The dynamic patterns of temporal expression of HIF-independent (HI) and HIF-dependent (HD) genes raise the fundamental question of how hypoxic responses are regulated through development and into the adult. Low-oxygen responses are not one-size-fits-all programs that mitigate oxidative damage and metabolic imbalance; they must be coordinated with developmental progression and metabolic state. In particular, late-L3 wandering larvae exhibit a hypersensitive transcriptional response to hypoxia for HIF-independent/ERR-dependent glycolytic genes. This includes a robust LDH induction. Paradoxically, however, late-L3 larvae do not produce lactate in the 6-hr hypoxic challenge. In contrast, at other developmental times (L1, adult), animals correspondingly produce lactate in hypoxia, even though they remain transcriptionally incompetent to induce LDH transcript.

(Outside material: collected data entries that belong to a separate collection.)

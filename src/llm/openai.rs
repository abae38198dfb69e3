//! OpenAI 兼容 API 客户端
//!
//! 通过 async_openai 调用任意 OpenAI 兼容端点（可配置 base_url）；temperature / max_tokens 可被单次调用覆盖。

use std::sync::atomic::{AtomicU64, Ordering};
use std::sync::Arc;

use async_openai::config::OpenAIConfig;
use async_openai::error::OpenAIError;
use async_openai::types::chat::{
    ChatCompletionRequestAssistantMessageArgs, ChatCompletionRequestMessage,
    ChatCompletionRequestSystemMessageArgs, ChatCompletionRequestUserMessageArgs,
    CreateChatCompletionRequestArgs,
};
use async_openai::Client;
use async_trait::async_trait;

use crate::llm::{CompletionOptions, LlmClient, LlmError};
use crate::memory::{Message, Role};

/// Token 使用统计（累计值）
#[derive(Debug, Clone, Default)]
pub struct TokenUsage {
    pub prompt_tokens: Arc<AtomicU64>,
    pub completion_tokens: Arc<AtomicU64>,
    pub total_tokens: Arc<AtomicU64>,
}

impl TokenUsage {
    pub fn new() -> Self {
        Self::default()
    }

    pub fn add(&self, prompt: u64, completion: u64) {
        self.prompt_tokens.fetch_add(prompt, Ordering::Relaxed);
        self.completion_tokens.fetch_add(completion, Ordering::Relaxed);
        self.total_tokens.fetch_add(prompt + completion, Ordering::Relaxed);
    }

    pub fn get(&self) -> (u64, u64, u64) {
        (
            self.prompt_tokens.load(Ordering::Relaxed),
            self.completion_tokens.load(Ordering::Relaxed),
            self.total_tokens.load(Ordering::Relaxed),
        )
    }
}

/// OpenAI 兼容客户端：持有 Client、model 与默认生成参数，complete 时取首条 choice 的 content
pub struct OpenAiClient {
    client: Client<OpenAIConfig>,
    model: String,
    defaults: CompletionOptions,
    pub usage: TokenUsage,
}

impl OpenAiClient {
    pub fn new(base_url: Option<&str>, model: &str, api_key: Option<&str>) -> Self {
        let api_key = api_key
            .map(String::from)
            .or_else(|| std::env::var("OPENAI_API_KEY").ok())
            .unwrap_or_else(|| "sk-placeholder".to_string());

        let config = if let Some(url) = base_url {
            OpenAIConfig::new().with_api_base(url).with_api_key(api_key)
        } else {
            OpenAIConfig::new().with_api_key(api_key)
        };

        Self {
            client: Client::with_config(config),
            model: model.to_string(),
            defaults: CompletionOptions::default(),
            usage: TokenUsage::new(),
        }
    }

    /// 设置默认生成参数（单次调用未指定时使用）
    pub fn with_defaults(mut self, defaults: CompletionOptions) -> Self {
        self.defaults = defaults;
        self
    }

    fn to_openai_messages(
        &self,
        messages: &[Message],
    ) -> Result<Vec<ChatCompletionRequestMessage>, OpenAIError> {
        messages
            .iter()
            .map(|m| {
                let msg = match m.role {
                    Role::System => {
                        let mut args = ChatCompletionRequestSystemMessageArgs::default();
                        args.content(m.content.clone());
                        if let Some(name) = &m.name {
                            args.name(name.clone());
                        }
                        ChatCompletionRequestMessage::System(args.build()?)
                    }
                    Role::User => {
                        let mut args = ChatCompletionRequestUserMessageArgs::default();
                        args.content(m.content.clone());
                        if let Some(name) = &m.name {
                            args.name(name.clone());
                        }
                        ChatCompletionRequestMessage::User(args.build()?)
                    }
                    Role::Assistant => {
                        let mut args = ChatCompletionRequestAssistantMessageArgs::default();
                        args.content(m.content.clone());
                        if let Some(name) = &m.name {
                            args.name(name.clone());
                        }
                        ChatCompletionRequestMessage::Assistant(args.build()?)
                    }
                };
                Ok(msg)
            })
            .collect()
    }
}

fn map_openai_error(e: OpenAIError) -> LlmError {
    match e {
        OpenAIError::Reqwest(e) => LlmError::Network(e.to_string()),
        OpenAIError::InvalidArgument(msg) => LlmError::InvalidRequest(msg),
        other => LlmError::ApiError(other.to_string()),
    }
}

#[async_trait]
impl LlmClient for OpenAiClient {
    fn token_usage(&self) -> (u64, u64, u64) {
        self.usage.get()
    }

    #[allow(deprecated)]
    async fn complete_with(
        &self,
        messages: &[Message],
        options: &CompletionOptions,
    ) -> Result<String, LlmError> {
        let mut builder = CreateChatCompletionRequestArgs::default();
        builder
            .model(&self.model)
            .messages(self.to_openai_messages(messages).map_err(map_openai_error)?);
        if let Some(max_tokens) = options.max_tokens.or(self.defaults.max_tokens) {
            builder.max_tokens(max_tokens);
        }
        if let Some(temperature) = options.temperature.or(self.defaults.temperature) {
            builder.temperature(temperature);
        }
        let request = builder.build().map_err(map_openai_error)?;

        let response = self
            .client
            .chat()
            .create(request)
            .await
            .map_err(map_openai_error)?;

        if let Some(usage) = &response.usage {
            self.usage
                .add(usage.prompt_tokens as u64, usage.completion_tokens as u64);
        }

        response
            .choices
            .first()
            .and_then(|c| c.message.content.clone())
            .ok_or(LlmError::EmptyResponse)
    }
}
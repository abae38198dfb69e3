//! Agent 构建器：由 AppConfig 组装 LLM、长期记忆、工具集与各引擎
//!
//! 所有入口（CLI 子命令、测试）共用同一套组装逻辑；LLM 与长期记忆可替换为测试替身。

use std::path::PathBuf;
use std::sync::Arc;

use crate::config::{env_fallback, AppConfig};
use crate::core::AgentError;
use crate::extraction::{ExtractionPolicy, LlmExtractor};
use crate::llm::{LlmClient, OpenAiClient, RetryConfig, RetryingLlmClient};
use crate::memory::{InMemoryLongTerm, LongTermMemory, RetrievalApiMemory};
use crate::objective::{ObjectiveSettings, TaskQueueEngine};
use crate::observability::EventSink;
use crate::react::{CardComponent, ComponentEngine, ComponentRegistry, ReactEngine};
use crate::tools::{default_registry, ToolRegistry};

pub struct AgentBuilder {
    config: AppConfig,
    llm: Option<Arc<dyn LlmClient>>,
    memory: Option<Arc<dyn LongTermMemory>>,
    events: EventSink,
}

impl AgentBuilder {
    pub fn new(config: AppConfig) -> Self {
        Self {
            config,
            llm: None,
            memory: None,
            events: EventSink::none(),
        }
    }

    /// 替换 LLM（不再包装重试层）
    pub fn with_llm(mut self, llm: Arc<dyn LlmClient>) -> Self {
        self.llm = Some(llm);
        self
    }

    pub fn with_memory(mut self, memory: Arc<dyn LongTermMemory>) -> Self {
        self.memory = Some(memory);
        self
    }

    pub fn with_events(mut self, events: EventSink) -> Self {
        self.events = events;
        self
    }

    pub fn config(&self) -> &AppConfig {
        &self.config
    }

    /// OpenAI 兼容客户端 + 传输层重试
    pub fn build_llm(&self) -> Arc<dyn LlmClient> {
        if let Some(llm) = &self.llm {
            return llm.clone();
        }
        let cfg = &self.config.llm;
        let api_key = env_fallback(&cfg.api_key, "OPENAI_API_KEY");
        if api_key.is_none() {
            tracing::warn!("OPENAI_API_KEY is not set; LLM calls will fail");
        }
        tracing::info!(model = %cfg.model, "Using OpenAI-compatible LLM");
        let client = OpenAiClient::new(cfg.base_url.as_deref(), &cfg.model, api_key.as_deref())
            .with_defaults(cfg.completion_options());
        Arc::new(RetryingLlmClient::new(
            Arc::new(client),
            RetryConfig::from(&cfg.retry),
        ))
    }

    /// 配置了检索服务时使用 RetrievalApiMemory，否则进程内关键词记忆
    pub fn build_memory(&self) -> Arc<dyn LongTermMemory> {
        if let Some(memory) = &self.memory {
            return memory.clone();
        }
        let cfg = &self.config.memory;
        match (
            env_fallback(&cfg.retrieval_api_url, "RETRIEVAL_API_URL"),
            env_fallback(&cfg.retrieval_api_key, "RETRIEVAL_API_KEY"),
        ) {
            (Some(url), key) => {
                tracing::info!(url = %url, "Using retrieval API memory");
                Arc::new(RetrievalApiMemory::new(
                    url,
                    key.unwrap_or_default(),
                    self.config.tools.timeout_secs,
                ))
            }
            (None, _) => {
                tracing::info!("No retrieval API configured, using in-process memory");
                Arc::new(InMemoryLongTerm::default())
            }
        }
    }

    pub fn build_tool_registry(&self, memory: Arc<dyn LongTermMemory>) -> ToolRegistry {
        let mut tools = self.config.tools.clone();
        tools.serp_api_key = env_fallback(&tools.serp_api_key, "SERP_API_KEY");
        default_registry(&tools, memory)
    }

    pub fn build_components(&self) -> AgentComponents {
        let llm = self.build_llm();
        let memory = self.build_memory();
        let tools = self.build_tool_registry(memory.clone());
        AgentComponents {
            llm,
            memory,
            tools,
            config: self.config.clone(),
            events: self.events.clone(),
        }
    }
}

/// 预构建的共享组件：LLM、长期记忆、工具集
pub struct AgentComponents {
    pub llm: Arc<dyn LlmClient>,
    pub memory: Arc<dyn LongTermMemory>,
    pub tools: ToolRegistry,
    pub config: AppConfig,
    pub events: EventSink,
}

impl AgentComponents {
    pub fn react_engine(&self) -> ReactEngine {
        ReactEngine::new(self.llm.clone(), &self.tools)
            .with_max_iterations(self.config.react.max_iterations)
            .with_context_max_tokens(self.config.react.context_max_tokens)
            .with_events(self.events.clone())
    }

    /// 卡片组件引擎
    pub fn component_engine(&self) -> ComponentEngine {
        let mut components = ComponentRegistry::new();
        components.register(CardComponent);
        ComponentEngine::new(self.llm.clone(), &self.tools, components)
            .with_max_iterations(self.config.react.max_iterations)
            .with_context_max_tokens(self.config.react.context_max_tokens)
            .with_events(self.events.clone())
    }

    pub fn extractor(&self) -> LlmExtractor {
        LlmExtractor::with_policy(self.llm.clone(), ExtractionPolicy::from(&self.config.extraction))
            .with_events(self.events.clone())
    }

    pub fn task_queue_engine(&self, objective: &str) -> TaskQueueEngine {
        TaskQueueEngine::new(self.llm.clone(), self.extractor(), self.memory.clone(), objective)
            .with_settings(ObjectiveSettings::from(&self.config.objective))
            .with_events(self.events.clone())
    }
}

/// 便捷函数：加载配置并创建 AgentBuilder；显式指定的配置文件缺失或格式错误时报错
pub fn create_agent_builder(config_path: Option<PathBuf>) -> Result<AgentBuilder, AgentError> {
    let config = crate::config::load_config(config_path)
        .map_err(|e| AgentError::ConfigError(e.to_string()))?;
    Ok(AgentBuilder::new(config))
}
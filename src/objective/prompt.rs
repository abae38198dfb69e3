//! 任务队列各阶段的提示词

use crate::objective::PrioritizedTask;

/// 检索不到相关历史时的上下文
pub const NO_CONTEXT: &str = "No relevant previous tasks found.";

pub fn execution_system(objective: &str, context: &str) -> String {
    format!(
        "You are an AI who performs one task based on the following objective: {}.\n\
         If you cannot complete the task, that's ok. Instead just imagine a plausible outcome for the task and return that.\n\
         Take into account these previously completed tasks:\n{}",
        objective, context
    )
}

pub fn execution_user(task: &str) -> String {
    format!("Current Task: {}.", task)
}

pub fn creation_system(objective: &str, pending: &[String]) -> String {
    let pending = serde_json::to_string_pretty(pending).unwrap_or_else(|_| "[]".to_string());
    format!(
        "You are a task creation AI that uses the result of an execution agent to create new tasks with the following objective: {}.\n\
         These are incomplete tasks:\n{}.",
        objective, pending
    )
}

pub fn creation_user(result: &str, task: &str, max_new_tasks: usize) -> String {
    format!(
        "The last completed task has the result: {}.\n\
         This result was based on this task description: {}.\n\
         Generate new tasks based on the result. Limit your output to {} tasks.",
        result, task, max_new_tasks
    )
}

pub fn prioritization_system(objective: &str, max_tasks: usize) -> String {
    format!(
        "Objective: {}.\n\
         Prioritize the tasks based on their priority values and likelihood of helping in achieving the objective.\n\
         Sort the tasks in descending order of priority. Limit your output to {} tasks.",
        objective, max_tasks
    )
}

pub fn prioritization_user(tasks: &[PrioritizedTask]) -> String {
    let tasks = serde_json::to_string_pretty(tasks).unwrap_or_else(|_| "[]".to_string());
    format!("Prioritize tasks: {}", tasks)
}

It is speculated that the atypical transcriptional and metabolic hypoxic profiles of the late-L3 larva are a product of its developmentally programmed energetic state, which at this time is transitioning from low to high efficiency. Just prior to the wandering L3 time, larvae are prolifically growing, and in a state of metabolism that is fueled by aerobic glycolysis. This metabolic program is ERR-dependent. Just after this developmental time, larvae initiate metamorphosis, which will impose 5 days of developmentally forced starvation. During this lipid-driven phase, metabolism is characterized by high efficiency OXPHOS (Li, 2013).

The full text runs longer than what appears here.